--- START ---

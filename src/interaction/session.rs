//! Examination session state and outward notifications

use crate::core::timer::TimerHandle;
use crate::core::types::{InteractableId, ItemId, Pose, SessionId};
use crate::items::ItemRef;
use serde::Serialize;

/// Lifecycle notifications broadcast by the controller
#[derive(Debug, Clone, PartialEq, Serialize)]
#[serde(tag = "event", rename_all = "snake_case")]
pub enum InteractionEvent {
    /// The player used an interactable (fires even when it has no item)
    Interacted { interactable: InteractableId },
    /// Examination started
    BeginView {
        interactable: InteractableId,
        item: ItemId,
    },
    /// A substitution rule swapped the interactable's item
    Substituted {
        interactable: InteractableId,
        rule: String,
        required: ItemId,
        replacement: ItemId,
    },
    /// The examined item went into the inventory
    ItemCollected {
        interactable: InteractableId,
        item: ItemId,
    },
    /// Examination ended
    FinishView { interactable: InteractableId },
}

/// Deferred callbacks owned by the controller
#[derive(Debug, Clone, Copy, PartialEq, Eq)]
pub enum SessionTimer {
    /// Unlock finishing for the given session
    CanFinish(SessionId),
}

/// State held while an item is being examined
#[derive(Debug, Clone)]
pub struct Session {
    pub id: SessionId,
    pub interactable: InteractableId,
    /// The item actually examined (the replacement, if a rule fired)
    pub item: ItemRef,
    /// Pose to restore on finish; only captured for grabbable items
    pub origin: Option<Pose>,
    /// Set once the narration plus grace period has elapsed
    pub can_finish: bool,
    pub(crate) unlock_timer: Option<TimerHandle>,
}

#[derive(Debug, Clone, Default)]
pub enum InteractionState {
    #[default]
    Idle,
    Viewing(Session),
}

impl InteractionState {
    pub fn is_viewing(&self) -> bool {
        matches!(self, InteractionState::Viewing(_))
    }

    pub fn session(&self) -> Option<&Session> {
        match self {
            InteractionState::Idle => None,
            InteractionState::Viewing(session) => Some(session),
        }
    }
}
//! Per-frame input snapshot

use crate::core::types::Seconds;
use glam::Vec2;

/// Input sampled once per tick
///
/// `*_pressed` fields are edges (true only on the frame the button went
/// down); `primary_held` is level-triggered.
#[derive(Debug, Clone, Copy, Default, PartialEq)]
pub struct FrameInput {
    /// Elapsed time since the previous tick
    pub dt: Seconds,
    pub primary_pressed: bool,
    pub primary_held: bool,
    pub secondary_pressed: bool,
    /// Pointer movement this frame (x = horizontal, y = vertical)
    pub pointer_delta: Vec2,
}

impl FrameInput {
    /// A frame with no input
    pub fn idle(dt: Seconds) -> Self {
        Self {
            dt,
            ..Default::default()
        }
    }

    /// Primary button goes down this frame
    pub fn click(dt: Seconds) -> Self {
        Self {
            dt,
            primary_pressed: true,
            primary_held: true,
            ..Default::default()
        }
    }

    /// Primary button held while the pointer moves
    pub fn drag(dt: Seconds, delta: Vec2) -> Self {
        Self {
            dt,
            primary_held: true,
            pointer_delta: delta,
            ..Default::default()
        }
    }

    /// Secondary button goes down this frame
    pub fn back(dt: Seconds) -> Self {
        Self {
            dt,
            secondary_pressed: true,
            ..Default::default()
        }
    }
}
//! Examination configuration with documented constants
//!
//! All per-scene tunables are collected here. They are static for the
//! lifetime of a scene; nothing mutates them at runtime.

use crate::core::error::{CurioError, Result};
use crate::core::types::{ClipId, Seconds};
use glam::Vec3;
use serde::{Deserialize, Serialize};

/// Configuration for target detection, examination, and transitions
#[derive(Debug, Clone, PartialEq, Serialize, Deserialize)]
#[serde(default)]
pub struct ExamineConfig {
    // === DETECTION ===
    /// Maximum probe range from the viewer (world units)
    ///
    /// Anything further than this is treated as "nothing under the cursor".
    pub ray_distance: f32,

    /// Distance in front of the viewer where the probe starts
    ///
    /// The probe origin is the viewport centre projected this far along the
    /// viewer's forward axis, so objects touching the viewer are ignored.
    pub probe_origin_offset: f32,

    // === ROTATION ===
    /// Degrees of rotation per unit of pointer delta
    pub rotate_speed: f32,

    // === VIEWING ===
    /// World-space position a grabbable object is brought to for examination
    pub viewing_anchor: Vec3,

    /// Extra time after the item's clip before the session may finish
    pub finish_grace: Seconds,

    // === TRANSITIONS ===
    /// How long an object transition runs before snapping to its target
    pub transition_duration: Seconds,

    /// Exponential approach factor, multiplied by frame time each tick
    ///
    /// At 5.0 and 60 fps each step covers ~8% of the remaining distance.
    pub transition_rate: f32,

    // === AUDIO ===
    /// Clip played when an item is added to the inventory
    pub collect_sound: ClipId,
}

impl Default for ExamineConfig {
    fn default() -> Self {
        Self {
            ray_distance: 2.0,
            probe_origin_offset: 0.5,
            rotate_speed: 180.0,
            viewing_anchor: Vec3::new(0.0, 0.0, -0.6),
            finish_grace: 0.5,
            transition_duration: 1.0,
            transition_rate: 5.0,
            collect_sound: ClipId(0),
        }
    }
}

impl ExamineConfig {
    /// Create a new config with default values
    pub fn new() -> Self {
        Self::default()
    }

    /// Parse a config from a TOML document (missing keys take defaults)
    pub fn from_toml_str(contents: &str) -> Result<Self> {
        let config: ExamineConfig = toml::from_str(contents)?;
        config.validate()?;
        Ok(config)
    }

    /// Validate configuration for internal consistency
    pub fn validate(&self) -> Result<()> {
        if self.ray_distance <= 0.0 {
            return Err(CurioError::InvalidConfig(format!(
                "ray_distance ({}) must be positive",
                self.ray_distance
            )));
        }

        // The probe has to start inside its own range
        if self.probe_origin_offset < 0.0 || self.probe_origin_offset >= self.ray_distance {
            return Err(CurioError::InvalidConfig(format!(
                "probe_origin_offset ({}) must be in [0, ray_distance ({}))",
                self.probe_origin_offset, self.ray_distance
            )));
        }

        if self.finish_grace < 0.0 {
            return Err(CurioError::InvalidConfig(format!(
                "finish_grace ({}) must not be negative",
                self.finish_grace
            )));
        }

        if self.transition_duration <= 0.0 || self.transition_rate <= 0.0 {
            return Err(CurioError::InvalidConfig(
                "transition_duration and transition_rate must be positive".into(),
            ));
        }

        if !self.viewing_anchor.is_finite() {
            return Err(CurioError::InvalidConfig("viewing_anchor must be finite".into()));
        }

        Ok(())
    }
}
//! `surtido-engine` — the replenishment and purchase-order engine.
//!
//! Wires the catalog, planner, line editor, aggregator and order book
//! behind one façade ([`ReplenishmentEngine`]) consumed by the dashboard's
//! UI sessions. All writes are serialized (one mutex for the order book,
//! one write lock for the catalog); reads run against consistent
//! snapshots. Everything is synchronous request/response — no background
//! processing, no async I/O.

pub mod book;
pub mod journal;
pub mod suppliers;

use std::sync::Arc;

use chrono::Utc;

use surtido_catalog::{ArticleFilter, CatalogStore};
use surtido_core::{DomainResult, OfferId, OrderId};
use surtido_planning::{PlanReport, Suggestion};
use surtido_purchasing::{ContactChannel, DraftOrder, OrderLine, OrderStatus, PurchaseOrder};

pub use book::{OrderBook, OrderFilter};
pub use journal::{BusinessJournal, EngineEvent, JournalEntry};
pub use suppliers::{Supplier, SupplierDirectory};

/// The engine façade the UI layer talks to.
///
/// Wall-clock time is stamped here, at the edge; everything below takes
/// explicit timestamps and stays deterministic.
#[derive(Debug)]
pub struct ReplenishmentEngine {
    catalog: Arc<CatalogStore>,
    suppliers: SupplierDirectory,
    book: OrderBook,
    journal: BusinessJournal,
}

impl ReplenishmentEngine {
    pub fn new(catalog: Arc<CatalogStore>) -> Self {
        Self {
            catalog,
            suppliers: SupplierDirectory::new(),
            book: OrderBook::new(),
            journal: BusinessJournal::new(),
        }
    }

    pub fn catalog(&self) -> &CatalogStore {
        &self.catalog
    }

    pub fn suppliers(&self) -> &SupplierDirectory {
        &self.suppliers
    }

    pub fn journal(&self) -> &BusinessJournal {
        &self.journal
    }

    /// Scan the catalog and propose reorder suggestions.
    pub fn plan_suggestions(&self) -> Vec<Suggestion> {
        surtido_planning::plan(&self.catalog.snapshot())
    }

    /// Like [`plan_suggestions`](Self::plan_suggestions), with the skipped
    /// (offerless) articles reported for the UI's diagnostic toast.
    pub fn plan_suggestions_report(&self) -> PlanReport {
        surtido_planning::plan_report(&self.catalog.snapshot())
    }

    /// Turn suggestions into editable order lines against the current
    /// catalog.
    pub fn lines_from_suggestions(
        &self,
        suggestions: &[Suggestion],
    ) -> DomainResult<Vec<OrderLine>> {
        suggestions
            .iter()
            .map(|s| {
                let article = self.catalog.get(s.article_id)?;
                OrderLine::from_suggestion(&article, s)
            })
            .collect()
    }

    /// Edit a line's quantity. Zero keeps the line but drops it from
    /// aggregation; negatives are rejected.
    pub fn set_line_quantity(&self, line: &mut OrderLine, quantity: i64) -> DomainResult<()> {
        line.set_quantity(quantity)
    }

    /// Swap a line's supplier offer, re-reading price and tax terms from
    /// the catalog and journaling the price cascade.
    pub fn set_line_offer(&self, line: &mut OrderLine, offer_id: OfferId) -> DomainResult<()> {
        let article = self.catalog.get(line.article_id)?;
        let (old_offer, old_price) = (line.offer_id, line.unit_price);
        line.set_offer(&article, offer_id)?;
        self.journal.append(
            Utc::now(),
            EngineEvent::OfferSwapped {
                article_id: article.id,
                old_offer,
                new_offer: line.offer_id,
                old_price,
                new_price: line.unit_price,
            },
        );
        Ok(())
    }

    /// Group edited lines into per-supplier draft orders.
    pub fn aggregate_draft(&self, lines: &[OrderLine]) -> Vec<DraftOrder> {
        surtido_purchasing::aggregate(lines)
    }

    /// Submit a draft: number it, freeze it, append it to the order book.
    pub fn submit_order(
        &self,
        draft: DraftOrder,
        channel: ContactChannel,
        responsible: &str,
        notes: &str,
    ) -> DomainResult<PurchaseOrder> {
        let order = self
            .book
            .submit(draft, channel, responsible, notes, Utc::now())?;
        self.journal.append(
            order.requested_at(),
            EngineEvent::OrderSubmitted {
                order_id: order.id(),
                number: order.number().to_string(),
                supplier_id: order.supplier_id(),
                total: order.totals().total,
            },
        );
        Ok(order)
    }

    /// Move an order through its lifecycle.
    pub fn transition_order(
        &self,
        order_id: OrderId,
        to: OrderStatus,
    ) -> DomainResult<PurchaseOrder> {
        let now = Utc::now();
        let (from, order) = self.book.transition(order_id, to, now)?;
        self.journal.append(
            now,
            EngineEvent::OrderStatusChanged {
                order_id: order.id(),
                number: order.number().to_string(),
                from,
                to,
            },
        );
        Ok(order)
    }

    /// Link the supplier invoice covering an order.
    pub fn attach_invoice(&self, order_id: OrderId, reference: &str) -> DomainResult<PurchaseOrder> {
        let order = self.book.attach_invoice(order_id, reference)?;
        self.journal.append(
            Utc::now(),
            EngineEvent::InvoiceAttached {
                order_id: order.id(),
                invoice_ref: reference.to_string(),
            },
        );
        Ok(order)
    }

    /// Mark an order reconciled (caseado) against its linked invoice.
    pub fn mark_order_reconciled(&self, order_id: OrderId) -> DomainResult<PurchaseOrder> {
        let order = self.book.mark_reconciled(order_id)?;
        self.journal
            .append(Utc::now(), EngineEvent::OrderReconciled { order_id });
        Ok(order)
    }

    pub fn get_order(&self, order_id: OrderId) -> DomainResult<PurchaseOrder> {
        self.book.get(order_id)
    }

    pub fn list_orders(&self, filter: &OrderFilter) -> Vec<PurchaseOrder> {
        self.book.list(filter)
    }

    /// Filtered catalog listing, for the articles view.
    pub fn list_articles(&self, filter: &ArticleFilter) -> Vec<surtido_catalog::Article> {
        self.catalog.list(filter)
    }
}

--- END ---

▶ [DIRECTIONS]
Give again, unchanged, the lines running from the top of the material above through the line that has "broadcast by the controller", and nothing more.

▶ [EXPECTED ANSWER]
filename src/interaction/session.rs
//! Examination session state and outward notifications

use crate::core::timer::TimerHandle;
use crate::core::types::{InteractableId, ItemId, Pose, SessionId};
use crate::items::ItemRef;
use serde::Serialize;

/// Lifecycle notifications broadcast by the controller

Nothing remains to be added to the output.